What the task asks: Only the number is needed: count the lines below that hold the string "info".

Extracted records:
=== Begin Enclosure ===

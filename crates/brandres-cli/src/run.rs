//! The `run` command: resolves pending brands with bounded parallelism,
//! records every outcome in the checkpoint and publishes the mapping.
//!
//! Per-brand failures are recorded and the run moves on; only checkpoint
//! I/O errors abort it.

use std::fmt;

use async_trait::async_trait;
use brandres_core::{AppConfig, BrandEntity, EngineTuning, ProgressStatus};
use brandres_scraper::{Resolution, Resolver, ResolverSettings};
use brandres_store::{build_artifact, publish, ProgressStore, RecordOutcome, StoreError};
use chrono::Utc;
use futures::stream::{self, StreamExt, TryStreamExt};
use tokio_util::sync::CancellationToken;
use uuid::Uuid;

#[derive(Debug, Clone, Default)]
pub(crate) struct RunOptions {
    pub brand_filter: Option<String>,
    pub retry_failed: bool,
    pub refresh: bool,
}

/// Resolution seam so the orchestration can run against a fake.
#[async_trait]
pub(crate) trait BrandResolver: Send + Sync {
    async fn resolve(&self, brand: &BrandEntity) -> Resolution;
}

#[async_trait]
impl BrandResolver for Resolver {
    async fn resolve(&self, brand: &BrandEntity) -> Resolution {
        Resolver::resolve(self, brand).await
    }
}

#[derive(Debug, Clone, Copy, PartialEq, Eq)]
enum BrandOutcome {
    Resolved,
    Failed,
    /// Interrupted by cancellation; stays in progress for the next run.
    Cancelled,
}

#[derive(Debug, Clone, PartialEq, Eq)]
pub(crate) struct RunSummary {
    pub run_id: Uuid,
    pub total: usize,
    pub resolved: usize,
    pub failed: usize,
    /// Already finished, or failed and not reset.
    pub skipped: usize,
    pub cancelled: usize,
    pub geo_blocked: usize,
}

impl RunSummary {
    fn new(total: usize) -> Self {
        Self {
            run_id: Uuid::new_v4(),
            total,
            resolved: 0,
            failed: 0,
            skipped: 0,
            cancelled: 0,
            geo_blocked: 0,
        }
    }
}

impl fmt::Display for RunSummary {
    fn fmt(&self, f: &mut fmt::Formatter<'_>) -> fmt::Result {
        write!(
            f,
            "run {}: {} brands, {} resolved, {} failed, {} skipped, {} cancelled ({} geo-blocked sources)",
            self.run_id,
            self.total,
            self.resolved,
            self.failed,
            self.skipped,
            self.cancelled,
            self.geo_blocked
        )
    }
}

/// Loads brands and state, resolves, then flushes and publishes.
///
/// Ctrl-C cancels the run: no new brand or fetch starts, in-flight work
/// settles, and the checkpoint and mapping are still written.
///
/// # Errors
///
/// Returns an error if configuration or the checkpoint cannot be loaded,
/// the brand filter matches nothing, or the checkpoint cannot be written.
pub(crate) async fn run_resolution(
    config: &AppConfig,
    options: &RunOptions,
) -> anyhow::Result<RunSummary> {
    let brands = brandres_core::load_brands(&config.brands_path)?.entities();
    let selected = select_brands(&brands, options.brand_filter.as_deref())?;

    let store = ProgressStore::open(config.checkpoint_path()).await?;
    prepare_selected(&store, &selected, options).await?;

    let cancel = CancellationToken::new();
    let watcher = tokio::spawn(cancel_on_ctrl_c(cancel.clone()));

    let resolver = Resolver::with_default_deps(
        &ResolverSettings::from(config),
        EngineTuning::default(),
        cancel.clone(),
    )?;
    let result = execute(
        &selected,
        &store,
        &resolver,
        config.max_concurrent_brands,
        &cancel,
    )
    .await;
    watcher.abort();

    store.flush().await?;
    let artifact = build_artifact(&brands, &store.snapshot().await, Utc::now());
    publish(&config.mapping_path(), &artifact).await?;

    let summary = result?;
    tracing::info!(
        run_id = %summary.run_id,
        total = summary.total,
        resolved = summary.resolved,
        failed = summary.failed,
        skipped = summary.skipped,
        cancelled = summary.cancelled,
        geo_blocked = summary.geo_blocked,
        "run finished"
    );
    Ok(summary)
}

fn select_brands(
    brands: &[BrandEntity],
    brand_filter: Option<&str>,
) -> anyhow::Result<Vec<BrandEntity>> {
    match brand_filter {
        Some(slug) => {
            let brand = brands
                .iter()
                .find(|b| b.id == slug)
                .ok_or_else(|| anyhow::anyhow!("brand '{slug}' not found in brands config"))?;
            Ok(vec![brand.clone()])
        }
        None => Ok(brands.to_vec()),
    }
}

async fn cancel_on_ctrl_c(cancel: CancellationToken) {
    if tokio::signal::ctrl_c().await.is_ok() {
        tracing::warn!("interrupt received; finishing in-flight work");
        cancel.cancel();
    }
}

/// Resolves every brand in `brands` that still needs work, at most
/// `max_concurrent` at a time.
///
/// # Errors
///
/// Returns the first [`StoreError`]; the remaining brands are abandoned.
pub(crate) async fn execute<R: BrandResolver>(
    brands: &[BrandEntity],
    store: &ProgressStore,
    resolver: &R,
    max_concurrent: usize,
    cancel: &CancellationToken,
) -> Result<RunSummary, StoreError> {
    let mut summary = RunSummary::new(brands.len());

    let mut pending = Vec::new();
    for brand in brands {
        match store.get(&brand.id).await.map(|e| e.status) {
            Some(ProgressStatus::Done) => {
                tracing::debug!(brand = %brand.id, "already resolved, skipping");
                summary.skipped += 1;
            }
            Some(ProgressStatus::Failed) => {
                tracing::debug!(brand = %brand.id, "failed earlier and not reset, skipping");
                summary.skipped += 1;
            }
            _ => pending.push(brand),
        }
    }
    tracing::info!(
        run_id = %summary.run_id,
        pending = pending.len(),
        skipped = summary.skipped,
        "starting run"
    );

    let outcomes: Vec<(BrandOutcome, usize)> = stream::iter(pending)
        .map(|brand| process_brand(brand, store, resolver, cancel))
        .buffer_unordered(max_concurrent.max(1))
        .try_collect()
        .await?;

    for (outcome, geo_blocked) in outcomes {
        summary.geo_blocked += geo_blocked;
        match outcome {
            BrandOutcome::Resolved => summary.resolved += 1,
            BrandOutcome::Failed => summary.failed += 1,
            BrandOutcome::Cancelled => summary.cancelled += 1,
        }
    }

    if summary.failed > 0 {
        tracing::warn!(
            failed = summary.failed,
            total = summary.total,
            "some brands could not be resolved"
        );
    }
    Ok(summary)
}

/// Applies `--retry-failed` and `--refresh` to the selected brands only.
async fn prepare_selected(
    store: &ProgressStore,
    selected: &[BrandEntity],
    options: &RunOptions,
) -> Result<(), StoreError> {
    let ids: Vec<String> = selected.iter().map(|b| b.id.clone()).collect();
    if options.retry_failed {
        let reset = store.reset_failed_for(&ids).await?;
        tracing::info!(reset, "failed brands reset to pending");
    }
    if options.refresh {
        let reopened = store.reopen(&ids).await?;
        tracing::info!(reopened, "finished brands reopened for refresh");
    }
    Ok(())
}

async fn process_brand<R: BrandResolver>(
    brand: &BrandEntity,
    store: &ProgressStore,
    resolver: &R,
    cancel: &CancellationToken,
) -> Result<(BrandOutcome, usize), StoreError> {
    if cancel.is_cancelled() {
        return Ok((BrandOutcome::Cancelled, 0));
    }

    let entry = store.begin_attempt(&brand.id).await?;
    tracing::debug!(brand = %brand.id, attempt = entry.attempt_count, "resolving brand");

    let resolution = resolver.resolve(brand).await;
    let geo_blocked = resolution.stats.geo_blocked;

    // A mapping picked from a cut-short candidate set is not final.
    if resolution.cancelled {
        tracing::info!(
            brand = %brand.id,
            partial = resolution.mapping.is_some(),
            "cancelled mid-resolution; left in progress"
        );
        return Ok((BrandOutcome::Cancelled, geo_blocked));
    }

    let outcome = match store.record_result(&brand.id, resolution.mapping).await? {
        RecordOutcome::Failed => BrandOutcome::Failed,
        _ => BrandOutcome::Resolved,
    };
    Ok((outcome, geo_blocked))
}

#[cfg(test)]
#[path = "run_test.rs"]
mod tests;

=== End Enclosure ===

Written solution: 5